- Genre: Drama
- Written by: Lucy Gannon
- Directed by: Tim Whitby; Hettie Macdonald;
- Starring: Joe Absolom; Orla Brady; Christopher Fulford; Kenny Doughty; Felicity Jones; Richard Herring;
- Country of origin: United Kingdom
- Original language: English
- No. of series: 1
- No. of episodes: 6

Production
- Producers: Tim Whitby; Harriet Davison;

Original release
- Network: BBC One
- Release: 17 April – 15 May 2003

= Servants (TV series) =

Servants is a British television drama series broadcast by BBC One. It was set in an 1850s English country house and featured Joe Absolom, Orla Brady, Christopher Fulford, Kenny Doughty, Felicity Jones and Richard Herring. The six episode series aired between 17 April and 15 May 2003. Created and written by Lucy Gannon, the series was directed by Tim Whitby and Hettie Macdonald and produced by Whitby and Harriet Davison.

==Characters==
Source:
- Mr Jarvis (Christopher Fulford) - the butler to the Earl of Taplow.
- Andrew Adams (Jon Morrison) - under-butler. A Scotsman, many of the servants dislike him, but fear his fierce temperament.
- William Forrest (Kenny Doughty) - first footman. He is a good-natured rival to George Cosmo. He accidentally kills Lord Harry, an occurrence which later torments him. He develops a fierce enmity with Mr. Adams.
- George Cosmo (Joe Absolom) - second footman.
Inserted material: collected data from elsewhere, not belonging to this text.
//! # chorus-collab — Real-time collaborative editing core for Chorus
//!
//! Operational-transformation based multiplayer editing: many clients
//! submit edits against a shared text document and every replica converges
//! to the same content, in the same order, across any number of server
//! processes.
//!
//! ## Architecture
//!
//! ```text
//! ┌────────────┐    WebSocket     ┌──────────────┐
//! │  Client    │ ◄──────────────► │  SyncServer  │
//! │ (per user) │   Binary Proto   │ (per process)│
//! └────────────┘                  └──────┬───────┘
//!                                        │
//!                  ┌─────────────────────┼──────────────────────┐
//!                  ▼                     ▼                      ▼
//!          ┌──────────────┐      ┌──────────────┐       ┌──────────────┐
//!          │ LockManager  │      │ OperationLog │       │ Presence +   │
//!          │ (TTL leases) │      │ (RocksDB,    │       │ Broadcast    │
//!          │              │      │  version     │       │ (fan-out)    │
//!          └──────────────┘      │  authority)  │       └──────────────┘
//!                                └──────────────┘
//! ```
//!
//! A submit holds the document lock across read-version → rebase → append;
//! the transform engine itself is pure and rebases a stale operation
//! against every committed operation it missed. Presence signals (cursors,
//! typing) never touch the lock.
//!
//! ## Modules
//!
//! - [`transform`] — OT engine: component-level rebase rules
//! - [`storage`]   — operation log + version authority (RocksDB)
//! - [`lock`]      — cross-process document locks with TTL leases
//! - [`presence`]  — connection/document/presence indexes
//! - [`broadcast`] — per-document fan-out channels
//! - [`protocol`]  — bincode wire messages and validation
//! - [`server`]    — WebSocket protocol handler
//! - [`sweeper`]   — background log reclamation
//! - [`external`]  — authorization & content-store seams
//! - [`config`]    — centralized timing/capacity knobs

pub mod broadcast;
pub mod config;
pub mod external;
pub mod lock;
pub mod presence;
pub mod protocol;
pub mod server;
pub mod storage;
pub mod sweeper;
pub mod transform;

// Re-exports for convenience
pub use broadcast::{ChannelRegistry, ChannelStats, DocumentChannel, Frame};
pub use config::CollabConfig;
pub use external::{
    AccessControl, AllowAll, ContentError, ContentSnapshot, ContentStore, MemoryContentStore,
};
pub use lock::{
    document_resource_key, LeaseStore, LockError, LockHandle, LockManager, MemoryLeaseStore,
};
pub use presence::{ConnectionEntry, PresenceColor, PresenceTracker};
pub use protocol::{
    ClientMessage, CommittedOp, ComponentDto, ComponentKind, CursorPositionDto, ErrorCode,
    ParticipantDto, ProtocolError, ServerMessage, SubmitDto, ValidationError,
};
pub use server::{ServerConfig, ServerStats, SyncServer};
pub use storage::{DocumentLogMetadata, OperationLog, StoreConfig, StoreError};
pub use sweeper::{SweepReport, Sweeper};
pub use transform::{transform, transform_components, Operation, OperationComponent};
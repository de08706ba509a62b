use super::*;

#[test]
fn frame_count_rejects_zero_negative_and_nan() {
    assert!(FrameCount::exact(0).checked_divisor().is_err());
    assert!(FrameCount::estimated(-3.0).checked_divisor().is_err());
    assert!(FrameCount::estimated(f64::NAN).checked_divisor().is_err());
    assert!(FrameCount::estimated(f64::INFINITY).checked_divisor().is_err());
    assert_eq!(FrameCount::estimated(29.97).checked_divisor().unwrap(), 29.97);
}

#[test]
fn frame_count_emptiness_and_wholeness() {
    assert!(FrameCount::exact(0).is_empty());
    assert!(FrameCount::estimated(f64::NAN).is_empty());
    assert!(!FrameCount::exact(1).is_empty());
    assert!(FrameCount::exact(12).is_whole());
    assert!(!FrameCount::estimated(12.5).is_whole());
}

#[test]
fn strip_layout_column_len() {
    let layout = StripLayout {
        height: 10,
        channels: 3,
    };
    assert_eq!(layout.column_len(), 30);
}

#[test]
fn frame_index_next_saturates() {
    assert_eq!(FrameIndex(4).next(), FrameIndex(5));
    assert_eq!(FrameIndex(u64::MAX).next(), FrameIndex(u64::MAX));
}
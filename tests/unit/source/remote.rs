use super::*;

#[test]
fn resolved_path_is_first_non_empty_line() {
    assert_eq!(
        parse_resolved_path("\n  downloads/abc.mp4  \nextra\n"),
        Some(PathBuf::from("downloads/abc.mp4"))
    );
    assert_eq!(parse_resolved_path("   \n\n"), None);
}

#[test]
fn output_template_lives_in_download_dir() {
    let t = output_template(Path::new("dl"));
    assert_eq!(t, Path::new("dl").join("%(id)s.%(ext)s"));
}

#[test]
fn new_keeps_url_and_directory() {
    let r = RemoteVideo::new("https://example.com/watch?v=x", "downloads");
    assert_eq!(r.url, "https://example.com/watch?v=x");
    assert_eq!(r.download_dir, PathBuf::from("downloads"));
}
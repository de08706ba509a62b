use crate::config::options::SliceConfig;
use crate::foundation::error::SlitResult;
use crate::mosaic::accumulator::Mosaic;

/// Final pass: for any mirror mode other than `None`, append the whole mosaic flipped
/// left-to-right, doubling its width.
///
/// `Half` and `Full` are identical here; they only differ in how much of each frame the geometry
/// step scanned.
pub fn finish_mirror(mut mosaic: Mosaic, config: &SliceConfig) -> SlitResult<Mosaic> {
    if config.mirror.is_enabled() {
        mosaic.push_reversed_copy()?;
    }
    Ok(mosaic)
}

#[cfg(test)]
#[path = "../../tests/unit/mosaic/mirror.rs"]
mod tests;
//! Processing options.

/// Enumerated processing options and their validation.
pub mod options;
A conman who lies to obtain a position in the Taplow Estate. He continuously bandies for position, though he is almost found out numerous times. He becomes Grace May's love interest.
- Flora Ryan (Orla Brady) - the housekeeper. She secretly loves Mr. Jarvis despite having a rocky relationship with him.
- Grace May (Felicity Jones) - a chamber maid initially in charge of the care of Lord Harry (the deformed son of the Earl of Taplow) until his accidental death. She later holds several different positions in the household. She is the love interest of George Cosmo.
- Earl Taplow (Jeremy Kitcat) - the Earl of Taplow, he is a minor character in the series.